Filter the entries that follow, copying every line in which the word "instead" appears.

Segment Start: DATA EXCERPTS

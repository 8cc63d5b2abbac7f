//! `guardian-engine`: the authorization decision engine for a component-based UI.
//!
//! The host framework asks a [`Guardian`] two questions: may this page type
//! be instantiated, and may this component be rendered. Requirements come
//! from the frozen [`ComponentRegistry`], are evaluated by `guardian-auth`
//! against the caller of the current [`RequestCycle`], and instantiation
//! denials become [`NavigationDirective`]s for the host's router.

pub mod config;
pub mod feedback;
pub mod navigation;
pub mod registry;
pub mod request;
pub mod strategy;

pub use config::GuardianConfig;
pub use feedback::{
    BundledMessages, FeedbackChannel, FeedbackLevel, FeedbackMessage, Localizer, SessionFeedback,
    DEFAULT_LOGIN_REQUIRED_MESSAGE, LOGIN_REQUIRED_MESSAGE_KEY,
};
pub use navigation::{classify, Failure, NavigationDirective, NavigationMapper};
pub use registry::{ComponentRegistry, RegistryBuilder, RegistryError, TypeDecl, ACCESS_DENIED_PAGE, LOGIN_PAGE};
pub use request::{PendingDenial, RequestCycle};
pub use strategy::{Guardian, InstallError, UnauthorizedInstantiation};
//! Login and logout links.

use guardian_auth::{Authenticator, Subject};
use guardian_core::{Action, Component, TypeKey};
use guardian_engine::{Guardian, NavigationDirective, RequestCycle};

use crate::{Response, LOGIN_LINK, LOGOUT_LINK};

static LOGIN_LINK_TYPE: TypeKey = LOGIN_LINK;
static LOGOUT_LINK_TYPE: TypeKey = LOGOUT_LINK;

/// Link to the configured login page, visible to guests only.
#[derive(Debug, Clone, Default, PartialEq, Eq)]
pub struct LoginLink {
    destination: Option<TypeKey>,
}

impl LoginLink {
    /// After login the caller returns to the page the link was clicked on.
    pub fn new() -> Self {
        Self::default()
    }

    /// After login the caller continues at `destination` instead.
    pub fn to(destination: TypeKey) -> Self {
        Self {
            destination: Some(destination),
        }
    }

    /// Clicking intercepts the request with a login redirect. Once the caller
    /// has logged in and the click is replayed, it goes to the destination
    /// (or stays) instead of looping back to the login page.
    pub fn on_click(&self, guardian: &Guardian, cycle: &RequestCycle<'_>) -> Response {
        if !cycle.identity().is_authenticated() {
            let Some(login_page) = guardian.config().login_page.clone() else {
                tracing::warn!(request_id = %cycle.id(), "login link clicked but no login page is configured");
                return Response::Stay;
            };
            return Response::Navigate {
                directive: NavigationDirective::RedirectToLogin {
                    login_page,
                    resume: cycle.target().cloned(),
                },
            };
        }

        match &self.destination {
            Some(page) => Response::Page { page: page.clone() },
            None => Response::Stay,
        }
    }

    /// Whether `page` is where this link leads.
    pub fn links_to(&self, guardian: &Guardian, page: &TypeKey) -> bool {
        guardian.config().login_page.as_ref() == Some(page)
    }
}

impl Component for LoginLink {
    fn type_key(&self) -> &TypeKey {
        &LOGIN_LINK_TYPE
    }
}

/// Logs the caller out; visible to known users only.
#[derive(Debug, Clone, Default, PartialEq, Eq)]
pub struct LogoutLink {
    destination: Option<TypeKey>,
}

impl LogoutLink {
    pub fn new() -> Self {
        Self::default()
    }

    pub fn to(destination: TypeKey) -> Self {
        Self {
            destination: Some(destination),
        }
    }

    /// Log out, then go to the destination if one was given. Otherwise stay
    /// on the current page unless an anonymous caller may no longer render
    /// it, in which case go home.
    pub fn on_click(&self, guardian: &Guardian, cycle: &RequestCycle<'_>, authenticator: &dyn Authenticator) -> Response {
        authenticator.logout();
        tracing::debug!(request_id = %cycle.id(), "caller logged out");

        if let Some(page) = &self.destination {
            return Response::Page { page: page.clone() };
        }

        let Some(current) = cycle.target() else {
            return Response::Stay;
        };
        let anonymous = Subject::anonymous();
        let after_logout = RequestCycle::new(&anonymous, cycle.feedback());
        if guardian.can_perform_action(&after_logout, current, &Action::Render) {
            Response::Stay
        } else {
            Response::Home
        }
    }
}

impl Component for LogoutLink {
    fn type_key(&self) -> &TypeKey {
        &LOGOUT_LINK_TYPE
    }
}
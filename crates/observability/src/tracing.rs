//! Subscriber installation.

use tracing_subscriber::EnvFilter;

const DEFAULT_FILTER: &str = "info";

/// Environment variable selecting the [`LogFormat`].
pub const LOG_FORMAT_ENV: &str = "GUARDIAN_LOG_FORMAT";

/// Output encoding of log lines.
#[derive(Debug, Clone, Copy, PartialEq, Eq, Default)]
pub enum LogFormat {
    /// One JSON object per event, for log shippers.
    #[default]
    Json,
    /// Human-readable multi-line output, for local runs.
    Pretty,
}

impl LogFormat {
    /// `GUARDIAN_LOG_FORMAT=pretty` selects [`LogFormat::Pretty`]; anything else is JSON.
    pub fn from_env() -> Self {
        Self::from_setting(std::env::var(LOG_FORMAT_ENV).ok().as_deref())
    }

    pub fn from_setting(value: Option<&str>) -> Self {
        match value.map(str::trim) {
            Some(v) if v.eq_ignore_ascii_case("pretty") => LogFormat::Pretty,
            _ => LogFormat::Json,
        }
    }
}

/// Install the global subscriber. Later calls leave the first one in place.
pub fn init(format: LogFormat) {
    let filter = EnvFilter::try_from_default_env().unwrap_or_else(|_| EnvFilter::new(DEFAULT_FILTER));

    let builder = tracing_subscriber::fmt()
        .with_env_filter(filter)
        .with_timer(tracing_subscriber::fmt::time::SystemTime)
        .with_target(false);

    let _ = match format {
        LogFormat::Json => builder.json().try_init(),
        LogFormat::Pretty => builder.pretty().try_init(),
    };
}
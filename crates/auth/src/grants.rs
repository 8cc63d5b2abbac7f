//! Grantable capabilities: permissions and roles.

use std::borrow::Cow;

use serde::{Deserialize, Serialize};

const PART_DIVIDER: char = ':';
const SUBPART_DIVIDER: char = ',';
const WILDCARD: &str = "*";

/// Permission identifier.
///
/// Permissions are colon-separated parts, each part a comma-separated list of
/// alternatives, e.g. `"document:read,write:42"`. A `*` part matches anything,
/// and the plain wildcard `"*"` grants every permission.
#[derive(Debug, Clone, PartialEq, Eq, Hash, Serialize, Deserialize)]
#[serde(transparent)]
pub struct Permission(Cow<'static, str>);

impl Permission {
    pub fn new(name: impl Into<Cow<'static, str>>) -> Self {
        Self(name.into())
    }

    pub fn as_str(&self) -> &str {
        &self.0
    }

    pub fn is_wildcard(&self) -> bool {
        self.as_str() == WILDCARD
    }

    /// A permission is well formed when every part names at least one value.
    /// `"report:"`, `"a::b"` and `""` are not.
    pub fn is_well_formed(&self) -> bool {
        parts(self.as_str()).is_some()
    }

    /// Returns `true` if holding `self` grants `required`.
    ///
    /// Parts are compared position by position. A held permission with fewer
    /// parts implies everything below its last part (`"document"` implies
    /// `"document:read:42"`); extra held parts must be wildcards. Malformed
    /// permissions neither grant nor are granted anything.
    pub fn implies(&self, required: &Permission) -> bool {
        let (Some(held), Some(wanted)) = (parts(self.as_str()), parts(required.as_str())) else {
            return false;
        };

        for (i, wanted_part) in wanted.iter().enumerate() {
            let Some(held_part) = held.get(i) else {
                return true;
            };
            if held_part.contains(&WILDCARD) {
                continue;
            }
            if !wanted_part.iter().all(|sub| held_part.contains(sub)) {
                return false;
            }
        }

        held.iter()
            .skip(wanted.len())
            .all(|part| part.contains(&WILDCARD))
    }
}

/// Split into parts and subparts; `None` if any part is empty.
fn parts(raw: &str) -> Option<Vec<Vec<&str>>> {
    raw.split(PART_DIVIDER)
        .map(|part| {
            let subs: Vec<&str> = part
                .split(SUBPART_DIVIDER)
                .map(str::trim)
                .filter(|sub| !sub.is_empty())
                .collect();
            (!subs.is_empty()).then_some(subs)
        })
        .collect()
}

impl core::fmt::Display for Permission {
    fn fmt(&self, f: &mut core::fmt::Formatter<'_>) -> core::fmt::Result {
        f.write_str(&self.0)
    }
}

/// Role name, compared exactly.
#[derive(Debug, Clone, PartialEq, Eq, Hash, Serialize, Deserialize)]
#[serde(transparent)]
pub struct Role(Cow<'static, str>);

impl Role {
    pub fn new(name: impl Into<Cow<'static, str>>) -> Self {
        Self(name.into())
    }

    pub fn as_str(&self) -> &str {
        &self.0
    }
}

impl core::fmt::Display for Role {
    fn fmt(&self, f: &mut core::fmt::Formatter<'_>) -> core::fmt::Result {
        f.write_str(&self.0)
    }
}

#[cfg(test)]
mod tests {
    use super::*;
    use proptest::prelude::*;

    fn p(s: &'static str) -> Permission {
        Permission::new(s)
    }

    #[test]
    fn exact_match_implies() {
        assert!(p("report:read").implies(&p("report:read")));
        assert!(!p("report:read").implies(&p("report:write")));
    }

    #[test]
    fn wildcard_grants_everything() {
        assert!(p("*").implies(&p("report:read:42")));
        assert!(p("report:*").implies(&p("report:delete")));
        assert!(!p("report:*").implies(&p("invoice:read")));
    }

    #[test]
    fn shorter_held_permission_implies_deeper_ones() {
        assert!(p("report").implies(&p("report:read:42")));
        assert!(!p("report:read:42").implies(&p("report")));
        assert!(p("report:*:*").implies(&p("report")));
    }

    #[test]
    fn subpart_alternatives() {
        assert!(p("report:read,write").implies(&p("report:write")));
        assert!(p("report:read,write").implies(&p("report:read,write")));
        assert!(!p("report:read").implies(&p("report:read,write")));
    }

    #[test]
    fn empty_parts_are_never_granted() {
        assert!(!p("report:read").implies(&p("report:")));
        assert!(!p("report").implies(&p("report:")));
        assert!(!p("*").implies(&p("a::b")));
        assert!(!p("a:*:b").implies(&p("a::b")));
        assert!(!p("*").implies(&p("")));
        assert!(!p("report:").is_well_formed());
        assert!(!p("a::b").is_well_formed());
        assert!(p("a:b,c:*").is_well_formed());
    }

    #[test]
    fn malformed_held_permission_grants_nothing() {
        assert!(!p("report:").implies(&p("report:read")));
        assert!(!p("").implies(&p("report")));
    }

    proptest! {
        #[test]
        fn every_permission_implies_itself(parts in prop::collection::vec("[a-z]{1,6}", 1..4)) {
            let perm = Permission::new(parts.join(":"));
            prop_assert!(perm.implies(&perm));
            prop_assert!(Permission::new("*").implies(&perm));
        }
    }
}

Segment End: DATA EXCERPTS

REPLY:
    /// After login the caller continues at `destination` instead.
    /// (or stays) instead of looping back to the login page.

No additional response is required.